* [Exercise goal]: Your answer should be each line of the entries that contains the word "impl", copied in full.

Record excerpts: Begin

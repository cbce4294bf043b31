pub mod auth;
pub mod error;

use axum::{Json, Router, http::HeaderMap, http::HeaderName, routing::get};

use crate::AppState;
use crate::auth::{
    IS_ADMIN_HEADER, IS_SUPERADMIN_HEADER, USER_EMAIL_HEADER, USER_ID_HEADER, USER_PHONE_HEADER,
};

pub use error::{ApiError, ResultExt};

/// Create the API router: the `/auth` endpoints plus the health probes and
/// the identity endpoints that read what the gate forwarded.
pub fn create_api_router(state: AppState) -> Router {
    Router::new()
        .nest("/auth", auth::router(state))
        .route("/api/health", get(health))
        // Monitoring probe inside the admin tree; the gate excludes it.
        .route("/api/admin/health", get(health))
        .route("/api/user/me", get(whoami))
        .route("/api/admin/me", get(whoami))
        .route("/api/admin/admins/me", get(whoami))
}

async fn health() -> Json<serde_json::Value> {
    Json(serde_json::json!({ "status": "ok" }))
}

/// Echo the identity headers attached by the gate. The booking service's
/// handlers consume these headers the same way instead of re-resolving
/// authorization per request.
async fn whoami(headers: HeaderMap) -> Json<serde_json::Value> {
    let text = |name: &HeaderName| {
        headers
            .get(name)
            .and_then(|v| v.to_str().ok())
            .unwrap_or("")
            .to_string()
    };
    let flag = |name: &HeaderName| headers.get(name).map(|v| v == "true").unwrap_or(false);
    Json(serde_json::json!({
        "id": text(&USER_ID_HEADER),
        "email": text(&USER_EMAIL_HEADER),
        "phone": text(&USER_PHONE_HEADER),
        "isAdmin": flag(&IS_ADMIN_HEADER),
        "isSuperAdmin": flag(&IS_SUPERADMIN_HEADER),
    }))
}
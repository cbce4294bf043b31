//! Axum extractors for handlers that sit outside the gate.
//!
//! The `/auth/*` endpoints are excluded from path-based gating (they are the
//! re-authentication primitives themselves), so logout and profile carry
//! their own token check via `ApiAuth`.

use axum::{
    extract::FromRequestParts,
    http::{HeaderMap, header, request::Parts},
};

use super::cookie::{ACCESS_COOKIE_NAME, get_cookie};
use crate::AppState;
use crate::api::error::ApiError;
use crate::jwt::Claims;

/// Pull the access token from the `Authorization: Bearer` header, falling
/// back to the cookie set for page navigation.
pub fn bearer_or_cookie(headers: &HeaderMap) -> Option<&str> {
    if let Some(value) = headers.get(header::AUTHORIZATION) {
        if let Some(token) = value.to_str().ok().and_then(|v| v.strip_prefix("Bearer ")) {
            return Some(token.trim());
        }
    }
    get_cookie(headers, ACCESS_COOKIE_NAME)
}

/// Extractor requiring a verified access token. Yields the token claims;
/// handlers that need the full user record load it themselves.
pub struct ApiAuth(pub Claims);

impl FromRequestParts<AppState> for ApiAuth {
    type Rejection = ApiError;

    async fn from_request_parts(
        parts: &mut Parts,
        state: &AppState,
    ) -> Result<Self, Self::Rejection> {
        let token = bearer_or_cookie(&parts.headers)
            .ok_or_else(|| ApiError::unauthorized("Authentication required"))?;
        let claims = state
            .tokens
            .verify_access_token(token)
            .map_err(|_| ApiError::unauthorized("Authentication required"))?;
        Ok(ApiAuth(claims))
    }
}
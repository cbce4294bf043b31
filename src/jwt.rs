//! JWT token generation and validation.

use jsonwebtoken::{Algorithm, DecodingKey, EncodingKey, Header, Validation};
use serde::{Deserialize, Serialize};
use std::time::{SystemTime, UNIX_EPOCH};

/// Token type for distinguishing access vs refresh tokens.
#[derive(Debug, Clone, Copy, PartialEq, Eq, Serialize, Deserialize)]
#[serde(rename_all = "snake_case")]
pub enum TokenType {
    /// Short-lived access token (15 minutes) - proves identity per request
    Access,
    /// Long-lived refresh token (7 days) - only mints new access tokens
    Refresh,
}

/// JWT claims carried by both token types.
/// The session id binds the token to a revocable server-side session row.
#[derive(Debug, Clone, Serialize, Deserialize)]
pub struct Claims {
    /// Subject (user id)
    pub sub: String,
    /// User email
    pub email: String,
    /// Session id the token is bound to
    #[serde(rename = "sessionId")]
    pub session_id: String,
    /// Token type
    #[serde(rename = "type")]
    pub token_type: TokenType,
    /// Issued at (Unix timestamp)
    pub iat: u64,
    /// Expiration time (Unix timestamp)
    pub exp: u64,
}

/// Access token duration: 15 minutes
pub const ACCESS_TOKEN_DURATION_SECS: u64 = 15 * 60;

/// Refresh token duration: 7 days (matches the session lifetime)
pub const REFRESH_TOKEN_DURATION_SECS: u64 = 7 * 24 * 60 * 60;

/// Signed token plus issuance metadata.
#[derive(Debug, Clone)]
pub struct IssuedToken {
    /// The JWT token string
    pub token: String,
    /// Issued at timestamp (Unix seconds)
    pub issued_at: u64,
    /// Expiration timestamp (Unix seconds)
    pub expires_at: u64,
    /// Token duration in seconds
    pub duration: u64,
}

/// Token service holding both signing keys.
///
/// Access and refresh tokens are signed with independent secrets so that a
/// leaked access secret cannot be used to mint refresh tokens.
#[derive(Clone)]
pub struct TokenService {
    access_encoding: EncodingKey,
    access_decoding: DecodingKey,
    refresh_encoding: EncodingKey,
    refresh_decoding: DecodingKey,
}

impl TokenService {
    /// Create a new token service from the two secrets.
    pub fn new(access_secret: &[u8], refresh_secret: &[u8]) -> Self {
        Self {
            access_encoding: EncodingKey::from_secret(access_secret),
            access_decoding: DecodingKey::from_secret(access_secret),
            refresh_encoding: EncodingKey::from_secret(refresh_secret),
            refresh_decoding: DecodingKey::from_secret(refresh_secret),
        }
    }

    /// Issue an access token bound to the given session.
    pub fn issue_access_token(
        &self,
        user_id: &str,
        email: &str,
        session_id: &str,
    ) -> Result<IssuedToken, TokenError> {
        self.issue(
            user_id,
            email,
            session_id,
            TokenType::Access,
            ACCESS_TOKEN_DURATION_SECS,
            &self.access_encoding,
        )
    }

    /// Issue a refresh token bound to the given session.
    pub fn issue_refresh_token(
        &self,
        user_id: &str,
        email: &str,
        session_id: &str,
    ) -> Result<IssuedToken, TokenError> {
        self.issue(
            user_id,
            email,
            session_id,
            TokenType::Refresh,
            REFRESH_TOKEN_DURATION_SECS,
            &self.refresh_encoding,
        )
    }

    fn issue(
        &self,
        user_id: &str,
        email: &str,
        session_id: &str,
        token_type: TokenType,
        duration: u64,
        key: &EncodingKey,
    ) -> Result<IssuedToken, TokenError> {
        let now = SystemTime::now()
            .duration_since(UNIX_EPOCH)
            .map_err(|_| TokenError::TimeError)?
            .as_secs();

        let exp = now + duration;

        let claims = Claims {
            sub: user_id.to_string(),
            email: email.to_string(),
            session_id: session_id.to_string(),
            token_type,
            iat: now,
            exp,
        };

        let token = jsonwebtoken::encode(&Header::default(), &claims, key)
            .map_err(TokenError::Encoding)?;

        Ok(IssuedToken {
            token,
            issued_at: now,
            expires_at: exp,
            duration,
        })
    }

    /// Validate and decode an access token.
    pub fn verify_access_token(&self, token: &str) -> Result<Claims, TokenError> {
        Self::verify(token, TokenType::Access, &self.access_decoding)
    }

    /// Validate and decode a refresh token.
    pub fn verify_refresh_token(&self, token: &str) -> Result<Claims, TokenError> {
        Self::verify(token, TokenType::Refresh, &self.refresh_decoding)
    }

    fn verify(
        token: &str,
        expected: TokenType,
        key: &DecodingKey,
    ) -> Result<Claims, TokenError> {
        let mut validation = Validation::new(Algorithm::HS256);
        validation.leeway = 0;

        let token_data = jsonwebtoken::decode::<Claims>(token, key, &validation)
            .map_err(|e| match e.kind() {
                jsonwebtoken::errors::ErrorKind::ExpiredSignature => TokenError::Expired,
                _ => TokenError::Invalid,
            })?;

        if token_data.claims.token_type != expected {
            return Err(TokenError::WrongType);
        }

        Ok(token_data.claims)
    }
}

/// Errors that can occur during token operations.
#[derive(Debug)]
pub enum TokenError {
    /// Error encoding the token
    Encoding(jsonwebtoken::errors::Error),
    /// Signature mismatch, malformed structure, or unparseable claims
    Invalid,
    /// The token's exp has passed
    Expired,
    /// Wrong token type (e.g., a refresh token presented as an access token)
    WrongType,
    /// System time error
    TimeError,
}

impl std::fmt::Display for TokenError {
    fn fmt(&self, f: &mut std::fmt::Formatter<'_>) -> std::fmt::Result {
        match self {
            TokenError::Encoding(e) => write!(f, "Failed to encode token: {}", e),
            TokenError::Invalid => write!(f, "Invalid token"),
            TokenError::Expired => write!(f, "Token expired"),
            TokenError::WrongType => write!(f, "Wrong token type"),
            TokenError::TimeError => write!(f, "System time error"),
        }
    }
}

impl std::error::Error for TokenError {}
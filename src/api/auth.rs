//! Authentication API endpoints.
//!
//! - POST `/google` - Sign in with a Google ID token
//! - POST `/refresh` - Exchange a refresh token for a new access token
//! - POST `/logout` - Revoke the current session (or all of the caller's)
//! - GET `/sessions` - Active sessions for the caller's devices
//! - GET `/profile` - Current user's profile
//!
//! These routes sit outside the path gate; logout and profile authenticate
//! through the `ApiAuth` extractor instead.

use std::net::SocketAddr;

use axum::{
    Json, Router,
    extract::{ConnectInfo, FromRequest, Request, State},
    http::{header, request::Parts},
    response::IntoResponse,
    routing::{get, post},
};
use serde::{Deserialize, Serialize};
use tracing::{info, warn};
use uuid::Uuid;

use super::error::{ApiError, ResultExt};
use crate::AppState;
use crate::auth::ApiAuth;
use crate::authz::AdminAccess;
use crate::db::{NewSession, User, UserRole, UserStatus, format_timestamp, token_hash, unix_now};
use crate::jwt::TokenError;

/// Request bodies past this size are rejected outright.
const BODY_LIMIT: usize = 64 * 1024;

pub fn router(state: AppState) -> Router {
    Router::new()
        .route("/google", post(google_login))
        .route("/refresh", post(refresh_token))
        .route("/logout", post(logout))
        .route("/sessions", get(sessions))
        .route("/profile", get(profile))
        .with_state(state)
}

#[derive(Deserialize)]
#[serde(rename_all = "camelCase")]
struct GoogleLoginRequest {
    #[serde(default)]
    google_id_token: String,
    #[serde(default)]
    device_info: Option<DeviceInfo>,
}

/// Device metadata stored on the session row. Clients may report it
/// explicitly; otherwise it is parsed from the User-Agent header.
#[derive(Default, Deserialize)]
struct DeviceInfo {
    #[serde(rename = "type")]
    device_type: Option<String>,
    os: Option<String>,
    browser: Option<String>,
}

#[derive(Deserialize)]
#[serde(rename_all = "camelCase")]
struct RefreshRequest {
    #[serde(default)]
    refresh_token: String,
}

#[derive(Default, Deserialize)]
#[serde(rename_all = "camelCase")]
struct LogoutRequest {
    #[serde(default)]
    session_id: Option<String>,
    #[serde(default)]
    all_devices: bool,
}

#[derive(Serialize)]
#[serde(rename_all = "camelCase")]
struct UserPayload {
    id: String,
    email: String,
    name: String,
    phone: Option<String>,
    role: UserRole,
    status: UserStatus,
    is_admin: bool,
    is_super_admin: bool,
    created_at: String,
    updated_at: String,
    #[serde(skip_serializing_if = "Option::is_none")]
    is_new_user: Option<bool>,
}

#[derive(Serialize)]
#[serde(rename_all = "camelCase")]
struct LoginResponse {
    user: UserPayload,
    access_token: String,
    refresh_token: String,
    expires_in: u64,
    token_type: &'static str,
}

#[derive(Serialize)]
#[serde(rename_all = "camelCase")]
struct RefreshResponse {
    access_token: String,
    expires_in: u64,
    token_type: &'static str,
}

#[derive(Serialize)]
#[serde(rename_all = "camelCase")]
struct SessionPayload {
    id: String,
    device_type: Option<String>,
    os: Option<String>,
    browser: Option<String>,
    ip_address: Option<String>,
    last_activity_at: String,
    idle_seconds: i64,
    current: bool,
}

#[derive(Serialize)]
#[serde(rename_all = "camelCase")]
struct SessionsResponse {
    sessions: Vec<SessionPayload>,
}

/// Sign in with a verified Google ID token. Creates the user on first
/// login, links the Google account to an existing user matched by email,
/// opens a session, and returns both tokens bound to it.
async fn google_login(
    State(state): State<AppState>,
    request: Request,
) -> Result<impl IntoResponse, ApiError> {
    let (parts, body) = request.into_parts();
    let ip_address = extract_client_ip(&parts);
    let user_agent = parts
        .headers
        .get(header::USER_AGENT)
        .and_then(|v| v.to_str().ok())
        .map(|s| s.to_string());
    let request = Request::from_parts(parts, body);
    let Json(body): Json<GoogleLoginRequest> = Json::from_request(request, &())
        .await
        .map_err(|_| ApiError::bad_request("Invalid request body"))?;

    if body.google_id_token.is_empty() {
        return Err(ApiError::bad_request("Google ID token is required"));
    }

    let google = match state.verifier.verify(&body.google_id_token) {
        Ok(profile) => profile,
        Err(e) => {
            warn!("Google ID token rejected: {}", e);
            return Err(ApiError::unauthorized("Google authentication failed"));
        }
    };
    if !google.email_verified {
        return Err(ApiError::bad_request("Email not verified"));
    }

    let now = unix_now();
    let users = state.db.users();
    let (user, is_new_user) = match users
        .get_by_email(&google.email)
        .await
        .db_err("Failed to look up user")?
    {
        Some(mut user) => {
            if user.google_id.is_none() {
                users
                    .link_google_id(&user.id, &google.id, now)
                    .await
                    .db_err("Failed to link Google account")?;
                user.google_id = Some(google.id.clone());
            }
            (user, false)
        }
        None => {
            let id = Uuid::new_v4().to_string();
            let name = google.name.as_deref().unwrap_or("");
            users
                .create_from_google(&id, &google.email, name, &google.id, now)
                .await
                .db_err("Failed to create user")?;
            let user = users
                .get_by_id(&id)
                .await
                .db_err("Failed to load new user")?
                .ok_or_else(|| ApiError::internal("An unexpected error occurred"))?;
            (user, true)
        }
    };

    if !user.can_login(now) {
        return Err(ApiError::account_restricted(restriction_message(&user)));
    }

    let session_id = Uuid::new_v4().to_string();
    let access = state
        .tokens
        .issue_access_token(&user.id, &user.email, &session_id)
        .map_err(|e| ApiError::signing_error("Failed to issue access token", e))?;
    let refresh = state
        .tokens
        .issue_refresh_token(&user.id, &user.email, &session_id)
        .map_err(|e| ApiError::signing_error("Failed to issue refresh token", e))?;

    let device = body
        .device_info
        .or_else(|| user_agent.as_deref().map(parse_user_agent))
        .unwrap_or_default();
    let access_hash = token_hash(&access.token);
    let refresh_hash = token_hash(&refresh.token);
    state
        .db
        .sessions()
        .create(
            &NewSession {
                id: &session_id,
                user_id: &user.id,
                access_token_hash: &access_hash,
                refresh_token_hash: &refresh_hash,
                expires_at: refresh.expires_at as i64,
                device_type: device.device_type.as_deref(),
                os: device.os.as_deref(),
                browser: device.browser.as_deref(),
                ip_address: ip_address.as_deref(),
                user_agent: user_agent.as_deref(),
            },
            now,
        )
        .await
        .db_err("Failed to create session")?;

    let admin_access = state
        .resolver
        .resolve(&user.email)
        .await
        .db_err("Failed to resolve admin status")?;

    info!("User {} logged in", user.email);
    Ok(Json(LoginResponse {
        user: user_payload(&user, admin_access, Some(is_new_user)),
        access_token: access.token,
        refresh_token: refresh.token,
        expires_in: access.duration,
        token_type: "Bearer",
    }))
}

/// Mint a new access token for an existing session. The session row is
/// authoritative: a revoked or expired session rejects even a refresh token
/// that still verifies cryptographically. The refresh token itself is not
/// rotated; it stays valid until its own expiry or logout.
async fn refresh_token(
    State(state): State<AppState>,
    Json(body): Json<RefreshRequest>,
) -> Result<impl IntoResponse, ApiError> {
    if body.refresh_token.is_empty() {
        return Err(ApiError::bad_request("Refresh token is required"));
    }

    let claims = state
        .tokens
        .verify_refresh_token(&body.refresh_token)
        .map_err(|e| match e {
            TokenError::Expired => ApiError::session_expired("Session has expired or been revoked"),
            _ => ApiError::invalid_token("Token is invalid"),
        })?;

    let now = unix_now();
    let session = state
        .db
        .sessions()
        .get_by_id(&claims.session_id)
        .await
        .db_err("Failed to look up session")?
        .ok_or_else(|| ApiError::session_expired("Session has expired or been revoked"))?;
    if !session.is_active || session.expires_at <= now {
        return Err(ApiError::session_expired("Session has expired or been revoked"));
    }

    let user = state
        .db
        .users()
        .get_by_id(&session.user_id)
        .await
        .db_err("Failed to look up user")?
        .ok_or_else(|| ApiError::user_not_found("User not found"))?;
    if !user.can_login(now) {
        return Err(ApiError::account_restricted(restriction_message(&user)));
    }

    let access = state
        .tokens
        .issue_access_token(&user.id, &user.email, &session.id)
        .map_err(|e| ApiError::signing_error("Failed to issue access token", e))?;

    // The update re-checks active/expiry, closing the race with a
    // concurrent logout between the lookup above and this write.
    let rotated = state
        .db
        .sessions()
        .rotate(&session.id, &token_hash(&access.token), now)
        .await
        .db_err("Failed to update session")?;
    if !rotated {
        return Err(ApiError::session_expired("Session has expired or been revoked"));
    }

    Ok(Json(RefreshResponse {
        access_token: access.token,
        expires_in: access.duration,
        token_type: "Bearer",
    }))
}

/// Revoke the caller's current session, a specific session the caller owns,
/// or every session the caller has.
async fn logout(
    State(state): State<AppState>,
    ApiAuth(claims): ApiAuth,
    request: Request,
) -> Result<impl IntoResponse, ApiError> {
    let body: LogoutRequest = read_optional_json(request).await?;

    if body.all_devices {
        let count = state
            .db
            .sessions()
            .revoke_all_for_user(&claims.sub)
            .await
            .db_err("Failed to revoke sessions")?;
        info!("User {} logged out of {} sessions", claims.email, count);
        return Ok(Json(
            serde_json::json!({ "message": "Logged out from all devices" }),
        ));
    }

    let target = body
        .session_id
        .filter(|id| !id.is_empty())
        .or_else(|| (!claims.session_id.is_empty()).then(|| claims.session_id.clone()));
    let Some(target) = target else {
        return Err(ApiError::bad_request("No session to log out"));
    };

    // Ownership is checked server-side; the client-supplied id is never
    // trusted on its own.
    let session = state
        .db
        .sessions()
        .get_by_id(&target)
        .await
        .db_err("Failed to look up session")?
        .ok_or_else(|| ApiError::session_not_found("Session not found"))?;
    if session.user_id != claims.sub {
        return Err(ApiError::forbidden("Cannot revoke another user's session"));
    }

    state
        .db
        .sessions()
        .revoke(&target)
        .await
        .db_err("Failed to revoke session")?;
    Ok(Json(
        serde_json::json!({ "message": "Logged out successfully" }),
    ))
}
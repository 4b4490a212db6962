use std::collections::BTreeMap;

use unitwork_core::Identity;

use crate::entity::EntityRef;
use crate::error::SessionError;

/// Per-session identity map: at most one instance per row.
///
/// Pure bookkeeping; it never talks to storage. Iteration is in ascending
/// identity order, which the session uses as its write order.
#[derive(Default)]
pub struct IdentityCache {
    entries: BTreeMap<Identity, EntityRef>,
}

impl IdentityCache {
    pub fn new() -> Self {
        Self::default()
    }

    pub fn get(&self, identity: &Identity) -> Option<&EntityRef> {
        self.entries.get(identity)
    }

    pub fn put(&mut self, identity: Identity, entity: EntityRef) -> Result<(), SessionError> {
        if entity.identity() != &identity {
            return Err(SessionError::InvalidState(format!(
                "cannot cache {} under {identity}",
                entity.identity()
            )));
        }
        if self.entries.contains_key(&identity) {
            return Err(SessionError::DuplicateIdentity(identity));
        }
        self.entries.insert(identity, entity);
        Ok(())
    }

    pub fn remove(&mut self, identity: &Identity) -> Option<EntityRef> {
        self.entries.remove(identity)
    }

    pub fn contains(&self, identity: &Identity) -> bool {
        self.entries.contains_key(identity)
    }

    /// True when `entity` is the instance cached under its identity.
    pub fn holds(&self, entity: &EntityRef) -> bool {
        self.entries
            .get(entity.identity())
            .is_some_and(|cached| cached.same_instance(entity))
    }

    pub fn len(&self) -> usize {
        self.entries.len()
    }

    pub fn is_empty(&self) -> bool {
        self.entries.is_empty()
    }

    pub fn iter(&self) -> impl Iterator<Item = (&Identity, &EntityRef)> {
        self.entries.iter()
    }

    /// Empty the cache, handing back every instance it held.
    pub fn drain(&mut self) -> Vec<EntityRef> {
        std::mem::take(&mut self.entries).into_values().collect()
    }
}
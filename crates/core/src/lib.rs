pub mod attribute;
pub mod error;
pub mod field_value;
pub mod ids;
pub mod record;

pub use attribute::AttributeClassification;
pub use error::CoreError;
pub use field_value::{FieldMap, FieldValue};
pub use ids::*;
pub use record::EntityRecord;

Record excerpts: End

* [Reply]:
impl FromRequestParts<AppState> for ApiAuth {
impl TokenService {
impl std::fmt::Display for TokenError {
impl std::error::Error for TokenError {}
) -> Result<impl IntoResponse, ApiError> {
) -> Result<impl IntoResponse, ApiError> {
) -> Result<impl IntoResponse, ApiError> {
impl IdentityCache {
    pub fn iter(&self) -> impl Iterator<Item = (&Identity, &EntityRef)> {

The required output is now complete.